* **TO DO**: Output all entries verbatim.

(Collected data entries)
# # # #
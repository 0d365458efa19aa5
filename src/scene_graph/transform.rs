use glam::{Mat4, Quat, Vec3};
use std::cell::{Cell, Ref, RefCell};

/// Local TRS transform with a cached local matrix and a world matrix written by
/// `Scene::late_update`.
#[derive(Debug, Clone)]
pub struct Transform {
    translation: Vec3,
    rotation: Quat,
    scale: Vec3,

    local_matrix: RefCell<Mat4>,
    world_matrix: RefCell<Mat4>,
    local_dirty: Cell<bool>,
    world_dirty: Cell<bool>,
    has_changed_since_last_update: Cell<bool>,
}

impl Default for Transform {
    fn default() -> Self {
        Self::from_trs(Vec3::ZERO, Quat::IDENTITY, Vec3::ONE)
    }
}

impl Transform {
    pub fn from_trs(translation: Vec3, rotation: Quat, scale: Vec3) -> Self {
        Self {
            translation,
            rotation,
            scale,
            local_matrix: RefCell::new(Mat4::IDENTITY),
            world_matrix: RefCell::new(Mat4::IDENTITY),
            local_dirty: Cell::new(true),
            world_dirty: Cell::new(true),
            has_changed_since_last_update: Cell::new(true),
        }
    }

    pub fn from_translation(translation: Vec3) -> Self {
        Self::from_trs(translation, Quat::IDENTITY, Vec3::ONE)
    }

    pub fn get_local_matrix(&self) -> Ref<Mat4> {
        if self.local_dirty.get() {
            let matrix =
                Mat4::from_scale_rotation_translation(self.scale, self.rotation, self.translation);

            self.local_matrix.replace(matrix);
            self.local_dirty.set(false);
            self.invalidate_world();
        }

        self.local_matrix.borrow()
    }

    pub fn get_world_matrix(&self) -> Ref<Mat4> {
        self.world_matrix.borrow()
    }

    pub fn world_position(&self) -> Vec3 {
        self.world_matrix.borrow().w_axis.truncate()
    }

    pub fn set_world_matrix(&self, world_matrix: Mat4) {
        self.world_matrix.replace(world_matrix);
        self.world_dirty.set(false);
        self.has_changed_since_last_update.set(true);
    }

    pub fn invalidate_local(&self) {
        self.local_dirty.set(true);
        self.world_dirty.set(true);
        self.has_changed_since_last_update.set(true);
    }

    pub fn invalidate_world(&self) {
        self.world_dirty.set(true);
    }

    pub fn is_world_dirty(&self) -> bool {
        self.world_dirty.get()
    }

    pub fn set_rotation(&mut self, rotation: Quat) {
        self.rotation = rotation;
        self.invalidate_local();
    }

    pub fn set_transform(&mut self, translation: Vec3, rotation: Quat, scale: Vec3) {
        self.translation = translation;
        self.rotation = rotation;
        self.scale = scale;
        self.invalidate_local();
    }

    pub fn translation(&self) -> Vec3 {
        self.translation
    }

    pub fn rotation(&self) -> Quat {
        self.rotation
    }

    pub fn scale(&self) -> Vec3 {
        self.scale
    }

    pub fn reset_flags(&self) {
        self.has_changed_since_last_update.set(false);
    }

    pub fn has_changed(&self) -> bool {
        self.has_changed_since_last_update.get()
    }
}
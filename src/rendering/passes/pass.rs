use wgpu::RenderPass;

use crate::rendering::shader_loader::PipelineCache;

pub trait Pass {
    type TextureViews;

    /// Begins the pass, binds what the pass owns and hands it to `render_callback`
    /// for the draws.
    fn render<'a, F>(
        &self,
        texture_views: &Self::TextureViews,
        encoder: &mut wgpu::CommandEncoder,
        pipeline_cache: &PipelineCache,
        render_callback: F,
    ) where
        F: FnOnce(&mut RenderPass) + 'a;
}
# # # #
* **RESULT FOR THIS TASK**:
repository 0d365458efa19aa5
filename src/scene_graph/transform.rs
use glam::{Mat4, Quat, Vec3};
use std::cell::{Cell, Ref, RefCell};

/// Local TRS transform with a cached local matrix and a world matrix written by
/// `Scene::late_update`.
#[derive(Debug, Clone)]
pub struct Transform {
    translation: Vec3,
    rotation: Quat,
    scale: Vec3,

    local_matrix: RefCell<Mat4>,
    world_matrix: RefCell<Mat4>,
    local_dirty: Cell<bool>,
    world_dirty: Cell<bool>,
    has_changed_since_last_update: Cell<bool>,
}

impl Default for Transform {
    fn default() -> Self {
        Self::from_trs(Vec3::ZERO, Quat::IDENTITY, Vec3::ONE)
    }
}

impl Transform {
    pub fn from_trs(translation: Vec3, rotation: Quat, scale: Vec3) -> Self {
        Self {
            translation,
            rotation,
            scale,
            local_matrix: RefCell::new(Mat4::IDENTITY),
            world_matrix: RefCell::new(Mat4::IDENTITY),
            local_dirty: Cell::new(true),
            world_dirty: Cell::new(true),
            has_changed_since_last_update: Cell::new(true),
        }
    }

    pub fn from_translation(translation: Vec3) -> Self {
        Self::from_trs(translation, Quat::IDENTITY, Vec3::ONE)
    }

    pub fn get_local_matrix(&self) -> Ref<Mat4> {
        if self.local_dirty.get() {
            let matrix =
                Mat4::from_scale_rotation_translation(self.scale, self.rotation, self.translation);

            self.local_matrix.replace(matrix);
            self.local_dirty.set(false);
            self.invalidate_world();
        }

        self.local_matrix.borrow()
    }

    pub fn get_world_matrix(&self) -> Ref<Mat4> {
        self.world_matrix.borrow()
    }

    pub fn world_position(&self) -> Vec3 {
        self.world_matrix.borrow().w_axis.truncate()
    }

    pub fn set_world_matrix(&self, world_matrix: Mat4) {
        self.world_matrix.replace(world_matrix);
        self.world_dirty.set(false);
        self.has_changed_since_last_update.set(true);
    }

    pub fn invalidate_local(&self) {
        self.local_dirty.set(true);
        self.world_dirty.set(true);
        self.has_changed_since_last_update.set(true);
    }

    pub fn invalidate_world(&self) {
        self.world_dirty.set(true);
    }

    pub fn is_world_dirty(&self) -> bool {
        self.world_dirty.get()
    }

    pub fn set_rotation(&mut self, rotation: Quat) {
        self.rotation = rotation;
        self.invalidate_local();
    }

    pub fn set_transform(&mut self, translation: Vec3, rotation: Quat, scale: Vec3) {
        self.translation = translation;
        self.rotation = rotation;
        self.scale = scale;
        self.invalidate_local();
    }

    pub fn translation(&self) -> Vec3 {
        self.translation
    }

    pub fn rotation(&self) -> Quat {
        self.rotation
    }

    pub fn scale(&self) -> Vec3 {
        self.scale
    }

    pub fn reset_flags(&self) {
        self.has_changed_since_last_update.set(false);
    }

    pub fn has_changed(&self) -> bool {
        self.has_changed_since_last_update.get()
    }
}
filename src/rendering/passes/pass.rs
use wgpu::RenderPass;

use crate::rendering::shader_loader::PipelineCache;

pub trait Pass {
    type TextureViews;

    /// Begins the pass, binds what the pass owns and hands it to `render_callback`
    /// for the draws.
    fn render<'a, F>(
        &self,
        texture_views: &Self::TextureViews,
        encoder: &mut wgpu::CommandEncoder,
        pipeline_cache: &PipelineCache,
        render_callback: F,
    ) where
        F: FnOnce(&mut RenderPass) + 'a;
}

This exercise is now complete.